A global FSHD Registry Framework
Workshop number 225
18 - 20 November 2016
See: Travel Grant
The European Neuromuscular Centre (ENMC) has awarded a grant co-written by Rosella Tuppler from Università degli Studi di Modena e Reggio Emilia, Gregory Block and Abbi Engel from Friends of FSH Research, June Kinoshita from the FSH Society, and Libby Wood from Treat NMD in the UK. The purpose of the grant is to convene all key stake holders in charge of FSHD patient registries throughout the world to discuss expanding the core set of data that is collected within those registries.
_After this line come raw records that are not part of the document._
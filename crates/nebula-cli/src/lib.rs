//! # nebula-cli — Command-Line Interface
//!
//! Library half of the `nebula` binary. Each subcommand lives in its own
//! module with an `Args` struct and a `run_*` handler returning an exit
//! code.
//!
//! Every invocation builds a fresh volatile store, optionally seeded with
//! the demo fixtures, so state does not persist between runs. The REPL is
//! the way to issue several commands against the same store.

pub mod bounty;
pub mod interpret;
pub mod repl;

use std::sync::Arc;

use anyhow::{Context as _, Result};

use nebula_agentic::{Interpreter, Session, SharedSession};
use nebula_core::ActorId;
use nebula_store::{InMemoryStore, DEMO_CURRENT_USER};

/// Store, session and interpreter shared by all subcommands.
pub struct Context {
    pub store: Arc<InMemoryStore>,
    pub session: Arc<SharedSession>,
    pub interpreter: Interpreter,
}

impl Context {
    /// Build the context.
    ///
    /// With `seed`, the demo fixtures are loaded and `user1` is logged in
    /// unless `actor` names someone else. Without `seed`, the session
    /// starts with `actor` or anonymous.
    pub fn build(seed: bool, actor: Option<&str>) -> Result<Self> {
        let store = if seed {
            InMemoryStore::with_demo_data().context("loading demo fixtures")?
        } else {
            InMemoryStore::new()
        };
        let actor = match actor {
            Some(id) => Some(ActorId::new(id).with_context(|| format!("invalid actor {id:?}"))?),
            None if seed => Some(ActorId::new(DEMO_CURRENT_USER)?),
            None => None,
        };

        let store = Arc::new(store);
        let session = Arc::new(SharedSession::new(actor));
        let interpreter = Interpreter::new(store.clone())
            .context("compiling command patterns")?
            .with_session(session.clone());
        Ok(Self {
            store,
            session,
            interpreter,
        })
    }

    /// The actor currently logged in.
    pub fn current_actor(&self) -> Option<ActorId> {
        self.session.current_actor()
    }
}
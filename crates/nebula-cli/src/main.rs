//! # nebula CLI entry point
//!
//! Parses command-line arguments, builds a volatile store and dispatches
//! to subcommand handlers.

use std::process::ExitCode;

use clap::{Parser, Subcommand};
use tracing_subscriber::EnvFilter;

use nebula_cli::bounty::{run_bounty, BountyArgs};
use nebula_cli::interpret::{run_interpret, InterpretArgs};
use nebula_cli::repl::{run_repl, ReplArgs};
use nebula_cli::Context;

/// Nebula bounty command interpreter.
///
/// Turns free-text commands ("create a bounty for a landing page with a
/// reward of 0.5 ETH") into bounty store operations.
#[derive(Parser, Debug)]
#[command(name = "nebula", version, about, long_about = None)]
struct Cli {
    /// Enable verbose output. Repeat for more verbosity (-v, -vv, -vvv).
    #[arg(short, long, action = clap::ArgAction::Count, global = true)]
    verbose: u8,

    /// Start from an empty store instead of the demo fixtures.
    #[arg(long, global = true)]
    no_seed: bool,

    /// Actor to log in as.
    #[arg(long, global = true)]
    actor: Option<String>,

    #[command(subcommand)]
    command: Commands,
}

#[derive(Subcommand, Debug)]
enum Commands {
    /// Interpret a single command and print the response.
    Interpret(InterpretArgs),

    /// Interactive command loop with :login / :logout directives.
    Repl(ReplArgs),

    /// Inspect bounties and their chat threads.
    Bounties(BountyArgs),
}

#[tokio::main]
async fn main() -> ExitCode {
    let cli = Cli::parse();

    let filter = match cli.verbose {
        0 => EnvFilter::new("warn"),
        1 => EnvFilter::new("info"),
        2 => EnvFilter::new("debug"),
        _ => EnvFilter::new("trace"),
    };

    tracing_subscriber::fmt()
        .with_env_filter(filter)
        .with_target(false)
        .with_writer(std::io::stderr)
        .init();

    let ctx = match Context::build(!cli.no_seed, cli.actor.as_deref()) {
        Ok(ctx) => ctx,
        Err(e) => {
            tracing::error!("{e:#}");
            return ExitCode::from(1);
        }
    };
    tracing::debug!(
        seeded = !cli.no_seed,
        actor = ctx.current_actor().as_ref().map(|a| a.as_str()),
        "nebula CLI starting"
    );

    let result = match &cli.command {
        Commands::Interpret(args) => run_interpret(args, &ctx).await,
        Commands::Repl(args) => run_repl(args, &ctx).await,
        Commands::Bounties(args) => run_bounty(args, &ctx).await,
    };

    match result {
        Ok(code) => ExitCode::from(code),
        Err(e) => {
            tracing::error!("{e:#}");
            ExitCode::from(1)
        }
    }
}
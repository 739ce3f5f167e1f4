//! # nebula-agentic — Natural-Language Command Interpreter
//!
//! Turns free-form commands ("create a bounty for a landing page with a
//! reward of 0.5 ETH", "approve bounty3") into lifecycle transitions on
//! the bounty store.
//!
//! ```text
//! input ─▶ classify ─▶ extract ─▶ authorize ─▶ dispatch ─▶ render ─▶ response
//!          (intent)    (params)   (actor,      (state       (text)
//!                                  target)      machine +
//!                                               store commit)
//! ```
//!
//! Interpretation is deterministic keyword and pattern matching over an
//! ordered rule table ([`intent::RULES`]). Every path ends in a response
//! string; failures are [`InterpretError`] values rendered by
//! [`response::render`], never panics.
//!
//! The [`Interpreter`] takes its store and session as injected
//! capabilities and serializes commands through an async gate, so one
//! command runs to completion before the next starts.

pub mod authorization;
pub mod command;
pub mod dispatch;
pub mod error;
pub mod extract;
pub mod intent;
pub mod interpreter;
pub mod response;
pub mod session;

// Re-export primary types.
pub use command::{Command, CommandLog};
pub use dispatch::{transition_bounty, Outcome};
pub use error::{InterpretError, TransitionError};
pub use extract::{ExtractionError, Extractor, Parameters};
pub use intent::{classify, Intent};
pub use interpreter::{CommandReport, Interpreter};
pub use session::{Session, SharedSession, StaticSession};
Registries are traditionally thought of as contact databases to recruit patients for studies to test efficacy of a disease intervention. However, since these databases can also collect other information about patients (like information on specifics of their disease state) the data can be quite powerful when collected over time, and ultimately informs researchers or clinicians on the state of the disease.
Given that FSHD has considerable variability in presentation, the global funding community focusing on FSHD has agreed that patient registries are top priority,
AIMS OF THE WORKSHOP
- Analyse the experience and the results of patient’s self-reported registries and clinician-guided registries including discussing the relationship between patient and physician reported data.
- Update the TREAT-NMD recommended dataset for FSHD to be better capture clinical variability and support trial readiness.
- Increase collaboration among established research groups and patient advocacy organizations internationally.
- Review the logistical hurdles of aggregating and de-identifying global patient data.
- Create the foundations on which to establish a global registry for FSHD.
- Establish working groups to review and monitor global registry adoption and compliance.
- Lay report.
- Full workshop report submitted for publication in Neuromuscular Disorders.
- Define the next steps towards establishing a global registry for FSHD, including agreement on future workshops needed and formation of task forces to address outstanding issues including updated standards for genetic diagnostic and standardized clinical assessment.